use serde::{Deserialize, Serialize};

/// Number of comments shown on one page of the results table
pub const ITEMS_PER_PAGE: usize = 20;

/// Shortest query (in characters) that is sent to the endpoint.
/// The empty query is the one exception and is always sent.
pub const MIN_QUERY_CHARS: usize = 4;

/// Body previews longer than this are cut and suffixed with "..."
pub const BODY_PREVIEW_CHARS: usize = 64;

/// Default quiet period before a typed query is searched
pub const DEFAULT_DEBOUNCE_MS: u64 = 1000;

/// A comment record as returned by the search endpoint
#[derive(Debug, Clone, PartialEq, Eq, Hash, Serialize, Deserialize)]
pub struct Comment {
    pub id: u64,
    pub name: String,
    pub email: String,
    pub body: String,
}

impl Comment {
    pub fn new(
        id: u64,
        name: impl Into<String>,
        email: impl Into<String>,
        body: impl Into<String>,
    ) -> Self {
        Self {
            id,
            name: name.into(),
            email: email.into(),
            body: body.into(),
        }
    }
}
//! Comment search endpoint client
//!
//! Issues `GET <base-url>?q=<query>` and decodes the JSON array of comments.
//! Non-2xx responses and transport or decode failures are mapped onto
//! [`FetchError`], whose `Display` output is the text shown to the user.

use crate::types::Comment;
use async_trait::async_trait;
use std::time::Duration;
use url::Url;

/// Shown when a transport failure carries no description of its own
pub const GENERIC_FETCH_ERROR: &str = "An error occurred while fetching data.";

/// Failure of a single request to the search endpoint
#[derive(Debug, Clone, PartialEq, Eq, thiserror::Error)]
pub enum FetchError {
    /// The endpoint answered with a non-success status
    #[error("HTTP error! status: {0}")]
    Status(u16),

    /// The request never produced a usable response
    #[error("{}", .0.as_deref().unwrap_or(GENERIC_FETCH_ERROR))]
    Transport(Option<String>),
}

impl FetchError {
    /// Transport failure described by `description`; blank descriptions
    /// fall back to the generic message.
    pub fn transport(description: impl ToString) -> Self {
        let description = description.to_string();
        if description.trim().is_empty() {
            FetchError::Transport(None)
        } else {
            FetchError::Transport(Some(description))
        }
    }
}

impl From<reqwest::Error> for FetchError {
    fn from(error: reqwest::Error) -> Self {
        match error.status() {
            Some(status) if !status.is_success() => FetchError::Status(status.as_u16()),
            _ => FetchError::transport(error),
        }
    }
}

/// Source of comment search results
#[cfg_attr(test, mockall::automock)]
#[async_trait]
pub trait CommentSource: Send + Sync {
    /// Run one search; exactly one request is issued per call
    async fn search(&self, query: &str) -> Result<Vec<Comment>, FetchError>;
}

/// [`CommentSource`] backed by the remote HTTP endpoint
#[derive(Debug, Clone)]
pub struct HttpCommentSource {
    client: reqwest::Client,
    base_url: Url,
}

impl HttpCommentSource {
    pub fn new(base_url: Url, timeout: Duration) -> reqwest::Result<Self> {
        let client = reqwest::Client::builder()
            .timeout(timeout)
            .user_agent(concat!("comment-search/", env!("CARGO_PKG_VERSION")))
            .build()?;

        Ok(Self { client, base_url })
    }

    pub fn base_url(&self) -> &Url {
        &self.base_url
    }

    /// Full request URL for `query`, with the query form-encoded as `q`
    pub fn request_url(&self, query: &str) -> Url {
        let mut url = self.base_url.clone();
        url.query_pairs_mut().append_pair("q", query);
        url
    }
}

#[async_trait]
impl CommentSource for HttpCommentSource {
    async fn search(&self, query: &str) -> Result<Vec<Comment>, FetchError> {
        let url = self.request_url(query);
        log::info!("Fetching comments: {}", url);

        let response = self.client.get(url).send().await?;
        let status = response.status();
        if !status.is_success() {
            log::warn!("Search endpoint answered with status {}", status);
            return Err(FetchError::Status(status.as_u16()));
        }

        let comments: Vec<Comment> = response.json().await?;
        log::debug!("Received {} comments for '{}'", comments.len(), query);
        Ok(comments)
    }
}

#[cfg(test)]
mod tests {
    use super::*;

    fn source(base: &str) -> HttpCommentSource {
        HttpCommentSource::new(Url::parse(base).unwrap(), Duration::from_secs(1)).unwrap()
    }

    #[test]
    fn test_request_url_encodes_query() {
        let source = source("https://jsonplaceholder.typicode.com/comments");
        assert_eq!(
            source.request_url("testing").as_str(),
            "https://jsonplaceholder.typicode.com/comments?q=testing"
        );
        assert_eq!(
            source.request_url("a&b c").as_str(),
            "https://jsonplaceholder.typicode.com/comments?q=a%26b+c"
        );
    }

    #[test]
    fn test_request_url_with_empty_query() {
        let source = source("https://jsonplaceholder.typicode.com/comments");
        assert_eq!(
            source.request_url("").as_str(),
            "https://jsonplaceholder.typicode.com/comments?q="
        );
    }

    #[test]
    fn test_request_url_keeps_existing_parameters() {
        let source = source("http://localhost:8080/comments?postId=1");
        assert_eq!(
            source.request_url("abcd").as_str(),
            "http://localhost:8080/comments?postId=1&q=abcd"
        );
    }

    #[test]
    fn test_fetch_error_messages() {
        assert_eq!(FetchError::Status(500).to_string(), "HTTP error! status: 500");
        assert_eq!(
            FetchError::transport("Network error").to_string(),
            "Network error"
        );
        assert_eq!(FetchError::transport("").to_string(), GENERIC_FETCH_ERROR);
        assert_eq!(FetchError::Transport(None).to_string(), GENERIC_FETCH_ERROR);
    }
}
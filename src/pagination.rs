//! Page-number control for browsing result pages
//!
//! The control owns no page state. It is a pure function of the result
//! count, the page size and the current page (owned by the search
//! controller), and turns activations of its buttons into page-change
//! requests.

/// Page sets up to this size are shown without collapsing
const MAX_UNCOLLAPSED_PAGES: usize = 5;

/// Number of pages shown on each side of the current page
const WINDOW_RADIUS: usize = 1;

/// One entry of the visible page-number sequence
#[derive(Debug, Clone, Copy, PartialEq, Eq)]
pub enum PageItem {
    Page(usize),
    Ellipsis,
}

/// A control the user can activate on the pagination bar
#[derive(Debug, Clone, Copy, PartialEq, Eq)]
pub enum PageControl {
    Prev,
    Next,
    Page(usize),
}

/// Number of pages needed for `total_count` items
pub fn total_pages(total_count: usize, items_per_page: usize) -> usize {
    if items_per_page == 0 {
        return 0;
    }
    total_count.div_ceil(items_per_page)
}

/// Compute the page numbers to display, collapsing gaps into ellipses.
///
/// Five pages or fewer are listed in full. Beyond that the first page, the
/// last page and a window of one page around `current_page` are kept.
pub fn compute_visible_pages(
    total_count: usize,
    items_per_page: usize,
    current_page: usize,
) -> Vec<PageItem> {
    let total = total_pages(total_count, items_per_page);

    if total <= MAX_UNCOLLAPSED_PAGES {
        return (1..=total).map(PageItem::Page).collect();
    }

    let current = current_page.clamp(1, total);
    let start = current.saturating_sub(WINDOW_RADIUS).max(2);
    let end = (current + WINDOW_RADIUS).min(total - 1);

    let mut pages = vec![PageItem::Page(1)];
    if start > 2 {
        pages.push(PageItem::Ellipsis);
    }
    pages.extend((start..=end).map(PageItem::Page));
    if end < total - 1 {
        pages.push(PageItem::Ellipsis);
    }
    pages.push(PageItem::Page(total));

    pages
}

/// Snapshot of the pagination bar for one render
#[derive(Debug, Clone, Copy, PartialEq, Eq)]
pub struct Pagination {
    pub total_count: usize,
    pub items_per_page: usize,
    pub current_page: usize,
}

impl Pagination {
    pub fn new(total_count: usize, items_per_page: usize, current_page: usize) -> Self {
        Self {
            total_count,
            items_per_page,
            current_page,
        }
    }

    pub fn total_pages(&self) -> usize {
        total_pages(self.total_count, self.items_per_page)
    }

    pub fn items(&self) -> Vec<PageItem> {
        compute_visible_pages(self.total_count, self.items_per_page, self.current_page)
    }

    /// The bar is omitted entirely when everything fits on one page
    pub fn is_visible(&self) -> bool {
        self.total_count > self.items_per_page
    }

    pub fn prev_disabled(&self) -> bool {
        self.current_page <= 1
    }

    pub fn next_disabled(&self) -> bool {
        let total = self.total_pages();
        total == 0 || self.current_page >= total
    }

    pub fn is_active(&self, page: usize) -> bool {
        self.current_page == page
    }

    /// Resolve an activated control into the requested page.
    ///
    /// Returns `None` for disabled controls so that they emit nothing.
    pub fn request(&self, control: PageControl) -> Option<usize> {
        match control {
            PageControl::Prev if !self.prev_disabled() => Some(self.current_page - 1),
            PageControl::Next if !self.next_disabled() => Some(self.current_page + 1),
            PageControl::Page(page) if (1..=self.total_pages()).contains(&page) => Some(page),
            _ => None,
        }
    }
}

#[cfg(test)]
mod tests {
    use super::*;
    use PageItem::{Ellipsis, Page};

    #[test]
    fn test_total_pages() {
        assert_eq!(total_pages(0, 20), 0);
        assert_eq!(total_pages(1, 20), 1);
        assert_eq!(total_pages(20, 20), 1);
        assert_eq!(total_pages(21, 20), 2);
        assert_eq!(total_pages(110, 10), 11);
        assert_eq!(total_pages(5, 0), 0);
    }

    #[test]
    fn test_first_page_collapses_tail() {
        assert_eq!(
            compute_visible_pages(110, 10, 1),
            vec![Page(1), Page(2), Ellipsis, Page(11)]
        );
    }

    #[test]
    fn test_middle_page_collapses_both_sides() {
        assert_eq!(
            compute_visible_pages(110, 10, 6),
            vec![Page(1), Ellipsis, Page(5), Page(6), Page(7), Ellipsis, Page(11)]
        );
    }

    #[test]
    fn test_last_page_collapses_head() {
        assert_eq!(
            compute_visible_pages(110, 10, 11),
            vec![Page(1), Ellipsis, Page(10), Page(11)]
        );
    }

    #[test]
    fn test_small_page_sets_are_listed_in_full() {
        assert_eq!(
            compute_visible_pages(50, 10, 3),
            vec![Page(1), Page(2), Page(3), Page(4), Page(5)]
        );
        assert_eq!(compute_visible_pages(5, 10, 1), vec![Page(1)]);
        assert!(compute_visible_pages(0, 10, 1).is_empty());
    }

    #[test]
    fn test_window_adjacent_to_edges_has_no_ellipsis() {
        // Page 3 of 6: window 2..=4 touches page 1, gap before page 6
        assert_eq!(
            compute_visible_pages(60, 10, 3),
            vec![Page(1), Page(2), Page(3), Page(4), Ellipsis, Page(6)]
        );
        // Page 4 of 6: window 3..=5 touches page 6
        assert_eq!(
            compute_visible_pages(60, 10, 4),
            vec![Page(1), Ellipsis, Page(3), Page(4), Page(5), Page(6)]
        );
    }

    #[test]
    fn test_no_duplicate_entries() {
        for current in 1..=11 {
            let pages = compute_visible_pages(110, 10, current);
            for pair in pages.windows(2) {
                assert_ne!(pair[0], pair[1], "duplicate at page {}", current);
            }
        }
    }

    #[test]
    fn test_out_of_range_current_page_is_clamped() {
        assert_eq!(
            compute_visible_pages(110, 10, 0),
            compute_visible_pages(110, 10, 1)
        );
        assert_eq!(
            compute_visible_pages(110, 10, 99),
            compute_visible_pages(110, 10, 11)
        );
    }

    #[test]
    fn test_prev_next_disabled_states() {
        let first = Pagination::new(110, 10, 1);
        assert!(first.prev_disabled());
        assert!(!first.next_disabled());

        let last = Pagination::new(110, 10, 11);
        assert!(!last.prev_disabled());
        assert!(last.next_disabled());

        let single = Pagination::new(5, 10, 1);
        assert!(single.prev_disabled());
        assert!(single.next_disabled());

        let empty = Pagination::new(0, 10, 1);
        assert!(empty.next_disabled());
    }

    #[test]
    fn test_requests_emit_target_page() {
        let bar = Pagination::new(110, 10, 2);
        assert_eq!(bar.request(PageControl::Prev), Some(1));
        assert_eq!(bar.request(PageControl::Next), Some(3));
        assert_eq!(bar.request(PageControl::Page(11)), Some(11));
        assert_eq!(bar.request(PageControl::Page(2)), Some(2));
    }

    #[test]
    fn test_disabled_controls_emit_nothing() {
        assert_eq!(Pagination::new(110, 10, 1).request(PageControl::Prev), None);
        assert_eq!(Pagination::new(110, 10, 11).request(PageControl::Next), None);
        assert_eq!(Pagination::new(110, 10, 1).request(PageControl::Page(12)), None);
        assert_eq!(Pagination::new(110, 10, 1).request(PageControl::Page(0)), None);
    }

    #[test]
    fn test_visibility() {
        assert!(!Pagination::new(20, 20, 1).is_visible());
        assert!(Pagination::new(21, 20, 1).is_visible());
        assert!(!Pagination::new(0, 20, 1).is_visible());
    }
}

· · ·

EXERCISE = Work out, please, how many lines above contain "HttpCommentSource"; answer only with the number.

RESULT = 5